*** Opening Dataset records ***

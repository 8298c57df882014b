//! startupmgr - Resource-aware management of auto-launch startup entries

use std::path::PathBuf;
use std::sync::atomic::{AtomicBool, Ordering};
use std::sync::Arc;

use anyhow::{Context, Result};
use clap::{Parser, Subcommand};
use single_instance::SingleInstance;
use tracing::{error, info, warn};
use tracing_subscriber::{layer::SubscriberExt, util::SubscriberInitExt, EnvFilter};

use startupmgr::core::{NativeProcessControl, Pipeline, Settings};
use startupmgr::persistence::StateStore;
use startupmgr::{platform, APP_NAME, APP_VERSION};

#[derive(Parser)]
#[command(name = APP_NAME, version, about = "Measure, prune, and reorder auto-launch startup applications")]
struct Cli {
    /// Override the settings file location
    #[arg(long, global = true, value_name = "FILE")]
    settings: Option<PathBuf>,

    /// Override the state file location
    #[arg(long, global = true, value_name = "FILE")]
    state_file: Option<PathBuf>,

    #[command(subcommand)]
    command: CliCommand,
}

#[derive(Subcommand)]
enum CliCommand {
    /// Execute a single pipeline run and exit
    Once,
    /// Run the pipeline on a fixed interval until interrupted
    Run,
    /// Print the persisted entry profiles
    Status,
}

#[tokio::main(flavor = "current_thread")]
async fn main() -> Result<()> {
    init_logging();

    let cli = Cli::parse();
    let mut settings = Settings::load(cli.settings.clone());
    settings.validate();
    if let Some(path) = cli.state_file.clone() {
        settings.state_file = Some(path);
    }

    match cli.command {
        CliCommand::Status => print_status(&settings),
        CliCommand::Once => run_pipeline(settings, false).await,
        CliCommand::Run => run_pipeline(settings, true).await,
    }
}

/// Build the pipeline over native capabilities and drive it, once or on an
/// interval.
async fn run_pipeline(settings: Settings, repeat: bool) -> Result<()> {
    info!("{} v{} starting...", APP_NAME, APP_VERSION);

    // One pipeline execution at a time, across processes too
    let instance =
        SingleInstance::new(APP_NAME).context("Failed to create single instance lock")?;
    if !instance.is_single() {
        anyhow::bail!("another instance of {} is already running", APP_NAME);
    }

    std::fs::create_dir_all(Settings::data_dir()).context("Failed to create data directory")?;

    let cancel = Arc::new(AtomicBool::new(false));
    spawn_shutdown_watcher(cancel.clone());

    let mut pipeline = Pipeline::new(
        platform::native_stores(),
        StateStore::new(settings.state_file_path()),
        NativeProcessControl::new(),
        &settings,
        self_executable_name(),
        cancel.clone(),
    );

    loop {
        let (returned, result) = tokio::task::spawn_blocking(move || {
            let result = pipeline.run_once();
            (pipeline, result)
        })
        .await
        .context("Pipeline task panicked")?;
        pipeline = returned;

        if let Err(e) = result {
            error!("Pipeline run failed: {:#}", e);
        }

        if !repeat || cancel.load(Ordering::Relaxed) {
            break;
        }

        tokio::select! {
            _ = tokio::time::sleep(settings.run_interval()) => {}
            _ = tokio::signal::ctrl_c() => {
                info!("Shutdown requested, stopping");
                break;
            }
        }
    }

    info!("{} shutting down", APP_NAME);
    Ok(())
}

/// Print the persisted profiles as a table.
fn print_status(settings: &Settings) -> Result<()> {
    let store = StateStore::new(settings.state_file_path());
    let entries = store.load()?;

    if entries.is_empty() {
        println!("No tracked startup entries at {:?}", store.path());
        return Ok(());
    }

    println!("{:<30} {:>8} {:>10}  {}", "NAME", "CPU%", "MEM(MB)", "PATH");
    for entry in &entries {
        println!(
            "{:<30} {:>8.1} {:>10.1}  {}",
            entry.name, entry.cpu_usage, entry.memory_usage, entry.path
        );
    }
    println!("\n{} entries tracked", entries.len());
    Ok(())
}

/// Flip the cancellation flag on the first interrupt so an in-flight run
/// stops profiling at the next entry boundary.
fn spawn_shutdown_watcher(cancel: Arc<AtomicBool>) {
    tokio::spawn(async move {
        if tokio::signal::ctrl_c().await.is_ok() {
            warn!("Interrupt received, cancelling in-flight work");
            cancel.store(true, Ordering::Relaxed);
        }
    });
}

/// Initialize the logging system
fn init_logging() {
    let filter =
        EnvFilter::try_from_default_env().unwrap_or_else(|_| EnvFilter::new("startupmgr=info"));

    tracing_subscriber::registry()
        .with(filter)
        .with(tracing_subscriber::fmt::layer())
        .init();
}

/// File name of our own executable, used for self-exclusion during
/// discovery.
fn self_executable_name() -> String {
    std::env::current_exe()
        .ok()
        .and_then(|path| {
            path.file_name()
                .map(|name| name.to_string_lossy().into_owned())
        })
        .unwrap_or_else(|| APP_NAME.to_string())
}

*** Closing Dataset records ***

What you have to do :: For this task, please set down every entry exactly, with no line left out.

Solution for this exercise ::
repository 8298c57df882014b
//! startupmgr - Resource-aware management of auto-launch startup entries

use std::path::PathBuf;
use std::sync::atomic::{AtomicBool, Ordering};
use std::sync::Arc;

use anyhow::{Context, Result};
use clap::{Parser, Subcommand};
use single_instance::SingleInstance;
use tracing::{error, info, warn};
use tracing_subscriber::{layer::SubscriberExt, util::SubscriberInitExt, EnvFilter};

use startupmgr::core::{NativeProcessControl, Pipeline, Settings};
use startupmgr::persistence::StateStore;
use startupmgr::{platform, APP_NAME, APP_VERSION};

#[derive(Parser)]
#[command(name = APP_NAME, version, about = "Measure, prune, and reorder auto-launch startup applications")]
struct Cli {
    /// Override the settings file location
    #[arg(long, global = true, value_name = "FILE")]
    settings: Option<PathBuf>,

    /// Override the state file location
    #[arg(long, global = true, value_name = "FILE")]
    state_file: Option<PathBuf>,

    #[command(subcommand)]
    command: CliCommand,
}

#[derive(Subcommand)]
enum CliCommand {
    /// Execute a single pipeline run and exit
    Once,
    /// Run the pipeline on a fixed interval until interrupted
    Run,
    /// Print the persisted entry profiles
    Status,
}

#[tokio::main(flavor = "current_thread")]
async fn main() -> Result<()> {
    init_logging();

    let cli = Cli::parse();
    let mut settings = Settings::load(cli.settings.clone());
    settings.validate();
    if let Some(path) = cli.state_file.clone() {
        settings.state_file = Some(path);
    }

    match cli.command {
        CliCommand::Status => print_status(&settings),
        CliCommand::Once => run_pipeline(settings, false).await,
        CliCommand::Run => run_pipeline(settings, true).await,
    }
}

/// Build the pipeline over native capabilities and drive it, once or on an
/// interval.
async fn run_pipeline(settings: Settings, repeat: bool) -> Result<()> {
    info!("{} v{} starting...", APP_NAME, APP_VERSION);

    // One pipeline execution at a time, across processes too
    let instance =
        SingleInstance::new(APP_NAME).context("Failed to create single instance lock")?;
    if !instance.is_single() {
        anyhow::bail!("another instance of {} is already running", APP_NAME);
    }

    std::fs::create_dir_all(Settings::data_dir()).context("Failed to create data directory")?;

    let cancel = Arc::new(AtomicBool::new(false));
    spawn_shutdown_watcher(cancel.clone());

    let mut pipeline = Pipeline::new(
        platform::native_stores(),
        StateStore::new(settings.state_file_path()),
        NativeProcessControl::new(),
        &settings,
        self_executable_name(),
        cancel.clone(),
    );

    loop {
        let (returned, result) = tokio::task::spawn_blocking(move || {
            let result = pipeline.run_once();
            (pipeline, result)
        })
        .await
        .context("Pipeline task panicked")?;
        pipeline = returned;

        if let Err(e) = result {
            error!("Pipeline run failed: {:#}", e);
        }

        if !repeat || cancel.load(Ordering::Relaxed) {
            break;
        }

        tokio::select! {
            _ = tokio::time::sleep(settings.run_interval()) => {}
            _ = tokio::signal::ctrl_c() => {
                info!("Shutdown requested, stopping");
                break;
            }
        }
    }

    info!("{} shutting down", APP_NAME);
    Ok(())
}

/// Print the persisted profiles as a table.
fn print_status(settings: &Settings) -> Result<()> {
    let store = StateStore::new(settings.state_file_path());
    let entries = store.load()?;

    if entries.is_empty() {
        println!("No tracked startup entries at {:?}", store.path());
        return Ok(());
    }

    println!("{:<30} {:>8} {:>10}  {}", "NAME", "CPU%", "MEM(MB)", "PATH");
    for entry in &entries {
        println!(
            "{:<30} {:>8.1} {:>10.1}  {}",
            entry.name, entry.cpu_usage, entry.memory_usage, entry.path
        );
    }
    println!("\n{} entries tracked", entries.len());
    Ok(())
}

/// Flip the cancellation flag on the first interrupt so an in-flight run
/// stops profiling at the next entry boundary.
fn spawn_shutdown_watcher(cancel: Arc<AtomicBool>) {
    tokio::spawn(async move {
        if tokio::signal::ctrl_c().await.is_ok() {
            warn!("Interrupt received, cancelling in-flight work");
            cancel.store(true, Ordering::Relaxed);
        }
    });
}

/// Initialize the logging system
fn init_logging() {
    let filter =
        EnvFilter::try_from_default_env().unwrap_or_else(|_| EnvFilter::new("startupmgr=info"));

    tracing_subscriber::registry()
        .with(filter)
        .with(tracing_subscriber::fmt::layer())
        .init();
}

/// File name of our own executable, used for self-exclusion during
/// discovery.
fn self_executable_name() -> String {
    std::env::current_exe()
        .ok()
        .and_then(|path| {
            path.file_name()
                .map(|name| name.to_string_lossy().into_owned())
        })
        .unwrap_or_else(|| APP_NAME.to_string())
}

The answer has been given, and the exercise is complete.